=== EXERCISE DESCRIPTION ===
Search the records below for the word "holds". Copy each line where it occurs.

=== DATA FOR PROCESSING ===

============================================================

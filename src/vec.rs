// This file is part of static-vec.
// SPDX-License-Identifier: MIT OR Apache-2.0

//! The `StaticVec` type and its inherent API.
//!
//! `StaticVec<T, N>` is a fixed-capacity vector whose elements live inline in a
//! `[T; N]` buffer next to a logical length. Reads and writes are restricted to
//! the live prefix `buf[..len]`; the tail slots hold values that are never
//! observable through the public API.
//!
//! No heap allocations are performed.

mod as_ptr;
mod default;
mod from;
mod new;
mod slice;
mod swap_with;
mod try_from;

pub use swap_with::swap;

// Crate imports
use crate::error::Error;

// Core imports
use core::{
    borrow::{Borrow, BorrowMut},
    fmt,
    hash::{Hash, Hasher},
    ops::{Deref, DerefMut},
};

/// A fixed-capacity vector stored inline.
///
/// `StaticVec<T, N>` embeds a buffer of `N` slots and tracks a logical length
/// `len ∈ 0..=N`. It is meant for algorithms that know an upper bound on the
/// element count ahead of time (per-axis index buffers, small coordinate
/// tuples, scratch stacks) and want `Vec`-like ergonomics without touching the
/// allocator.
///
/// # Layout and invariants
///
/// - `buf: [T; N]` holds every slot; `len` counts the live prefix.
/// - `0 <= len <= N` always holds, in release builds too.
/// - Only `buf[..len]` is visible through [`as_slice`](StaticVec::as_slice),
///   indexing, iteration, equality, hashing and formatting.
/// - Slots in `buf[len..]` hold default-, fill- or stale values. They are
///   dropped together with the container.
///
/// # Sizing
///
/// The length is fixed when the container is built:
///
/// - [`new`](StaticVec::new) / [`Default`] → empty;
/// - [`with_len`](StaticVec::with_len) → `s` default values;
/// - [`from_elem`](StaticVec::from_elem) → `s` copies of a value;
/// - [`from_slice`](StaticVec::from_slice), [`From<[T; N]>`](From) → the given
///   elements.
///
/// Requesting more than `N` elements from these constructors is a caller bug:
/// it trips a debug assertion and is clamped to `N` in release builds. When
/// the length comes from runtime data, use [`TryFrom<&[T]>`](TryFrom) or
/// [`try_from_iter`](StaticVec::try_from_iter), which return
/// [`Error::Full`] instead.
///
/// # Access tiers
///
/// - `v[i]`, [`front`](StaticVec::front) and [`back`](StaticVec::back) are the
///   hot-path accessors; misuse panics like slice indexing does.
/// - [`at`](StaticVec::at) / [`at_mut`](StaticVec::at_mut) check the position
///   and report [`Error::OutOfRange`] on failure.
///
/// # Swapping
///
/// [`swap_with`](StaticVec::swap_with) and the free function
/// [`swap`](crate::swap) exchange two containers in `O(max(len_a, len_b))`
/// rather than `O(N)`.
///
/// # Examples
///
/// ```rust
/// use static_vec::StaticVec;
///
/// let mut a: StaticVec<u32, 4> = StaticVec::from_slice(&[1, 2, 3]);
/// assert_eq!(a.len(), 3);
/// assert_eq!(*a.front(), 1);
/// assert_eq!(*a.back(), 3);
/// assert!(a.at(3).is_err());
///
/// a.fill(9);
/// assert_eq!(a.as_slice(), &[9, 9, 9]);
///
/// let mut b: StaticVec<u32, 4> = StaticVec::from_slice(&[5, 6]);
/// static_vec::swap(&mut a, &mut b);
/// assert_eq!(a.as_slice(), &[5, 6]);
/// assert_eq!(b.as_slice(), &[9, 9, 9]);
/// ```
pub struct StaticVec<T, const N: usize> {
    pub(crate) buf: [T; N],
    pub(crate) len: usize,
}

impl<T, const N: usize> StaticVec<T, N> {
    /// The fixed capacity of this vector.
    pub const CAPACITY: usize = N;

    /// Returns the capacity of this vector (always `N`).
    #[inline]
    pub const fn capacity(&self) -> usize {
        N
    }

    /// Same as [`capacity`](StaticVec::capacity).
    #[inline]
    pub const fn max_size(&self) -> usize {
        N
    }

    /// Returns the current logical length (`0..=N`).
    #[inline]
    pub const fn len(&self) -> usize {
        self.len
    }

    /// Returns `true` if `len == 0`.
    #[inline]
    pub const fn is_empty(&self) -> bool {
        self.len == 0
    }

    /// Returns `true` if `len == N`.
    #[inline]
    pub const fn is_full(&self) -> bool {
        self.len == N
    }

    /// Returns a reference to the element at `pos`.
    ///
    /// Returns [`Error::OutOfRange`] if `pos >= len`.
    #[inline]
    pub fn at(&self, pos: usize) -> Result<&T, Error> {
        let len = self.len;
        self.as_slice()
            .get(pos)
            .ok_or(Error::OutOfRange { pos, len })
    }

    /// Returns a mutable reference to the element at `pos`.
    ///
    /// Returns [`Error::OutOfRange`] if `pos >= len`.
    #[inline]
    pub fn at_mut(&mut self, pos: usize) -> Result<&mut T, Error> {
        let len = self.len;
        self.as_mut_slice()
            .get_mut(pos)
            .ok_or(Error::OutOfRange { pos, len })
    }

    /// Returns `Some(&T)` if `i < len`, otherwise `None`.
    #[inline]
    pub fn get(&self, i: usize) -> Option<&T> {
        self.as_slice().get(i)
    }

    /// Returns `Some(&mut T)` if `i < len`, otherwise `None`.
    #[inline]
    pub fn get_mut(&mut self, i: usize) -> Option<&mut T> {
        self.as_mut_slice().get_mut(i)
    }

    /// Returns the first element.
    ///
    /// # Panics
    ///
    /// Panics if the vector is empty.
    #[inline]
    pub fn front(&self) -> &T {
        &self.as_slice()[0]
    }

    /// Returns the first element mutably.
    ///
    /// # Panics
    ///
    /// Panics if the vector is empty.
    #[inline]
    pub fn front_mut(&mut self) -> &mut T {
        &mut self.as_mut_slice()[0]
    }

    /// Returns the last element.
    ///
    /// # Panics
    ///
    /// Panics if the vector is empty.
    #[inline]
    pub fn back(&self) -> &T {
        let last = self.back_index();
        &self.as_slice()[last]
    }

    /// Returns the last element mutably.
    ///
    /// # Panics
    ///
    /// Panics if the vector is empty.
    #[inline]
    pub fn back_mut(&mut self) -> &mut T {
        let last = self.back_index();
        &mut self.as_mut_slice()[last]
    }

    // `usize::MAX` on an empty vector, which the slice index then rejects.
    #[inline]
    fn back_index(&self) -> usize {
        self.len.wrapping_sub(1)
    }

    // iterators
    /// Shorthand for `self.as_slice().iter()`.
    #[inline]
    pub fn iter(&self) -> core::slice::Iter<'_, T> {
        self.as_slice().iter()
    }

    /// Shorthand for `self.as_mut_slice().iter_mut()`.
    #[inline]
    pub fn iter_mut(&mut self) -> core::slice::IterMut<'_, T> {
        self.as_mut_slice().iter_mut()
    }

    /// Overwrites every live element with a clone of `value`, front to back.
    ///
    /// The length is unchanged; on an empty vector this does nothing.
    #[inline]
    pub fn fill(&mut self, value: T)
    where
        T: Clone,
    {
        self.as_mut_slice().fill(value);
    }
}

impl<T: fmt::Debug, const N: usize> fmt::Debug for StaticVec<T, N> {
    fn fmt(&self, f: &mut fmt::Formatter<'_>) -> fmt::Result {
        f.debug_struct("StaticVec")
            .field("len", &self.len)
            .field("elements", &self.as_slice())
            .finish()
    }
}

impl<T: PartialEq, const N: usize> PartialEq for StaticVec<T, N> {
    fn eq(&self, other: &Self) -> bool {
        self.as_slice() == other.as_slice()
    }
}
impl<T: Eq, const N: usize> Eq for StaticVec<T, N> {}
impl<T: Ord, const N: usize> Ord for StaticVec<T, N> {
    fn cmp(&self, other: &Self) -> core::cmp::Ordering {
        self.as_slice().cmp(other.as_slice())
    }
}
impl<T: PartialOrd, const N: usize> PartialOrd for StaticVec<T, N> {
    fn partial_cmp(&self, other: &Self) -> Option<core::cmp::Ordering> {
        self.as_slice().partial_cmp(other.as_slice())
    }
}
impl<T: Hash, const N: usize> Hash for StaticVec<T, N> {
    fn hash<H: Hasher>(&self, state: &mut H) {
        self.as_slice().hash(state)
    }
}

impl<T: Copy, const N: usize> Copy for StaticVec<T, N> {}
impl<T: Clone, const N: usize> Clone for StaticVec<T, N> {
    fn clone(&self) -> Self {
        Self {
            buf: self.buf.clone(),
            len: self.len,
        }
    }
}

impl<T, const N: usize> Deref for StaticVec<T, N> {
    type Target = [T];
    fn deref(&self) -> &Self::Target {
        self.as_slice()
    }
}
impl<T, const N: usize> DerefMut for StaticVec<T, N> {
    fn deref_mut(&mut self) -> &mut Self::Target {
        self.as_mut_slice()
    }
}

impl<T, const N: usize> AsRef<[T]> for StaticVec<T, N> {
    fn as_ref(&self) -> &[T] {
        self.as_slice()
    }
}
impl<T, const N: usize> AsMut<[T]> for StaticVec<T, N> {
    fn as_mut(&mut self) -> &mut [T] {
        self.as_mut_slice()
    }
}

// Borrow ergonomics (treat as a slice)
impl<T, const N: usize> Borrow<[T]> for StaticVec<T, N> {
    fn borrow(&self) -> &[T] {
        self.as_slice()
    }
}
impl<T, const N: usize> BorrowMut<[T]> for StaticVec<T, N> {
    fn borrow_mut(&mut self) -> &mut [T] {
        self.as_mut_slice()
    }
}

============================================================

=== OUTPUT FOR THIS EXERCISE ===
/// - `buf: [T; N]` holds every slot; `len` counts the live prefix.
/// - `0 <= len <= N` always holds, in release builds too.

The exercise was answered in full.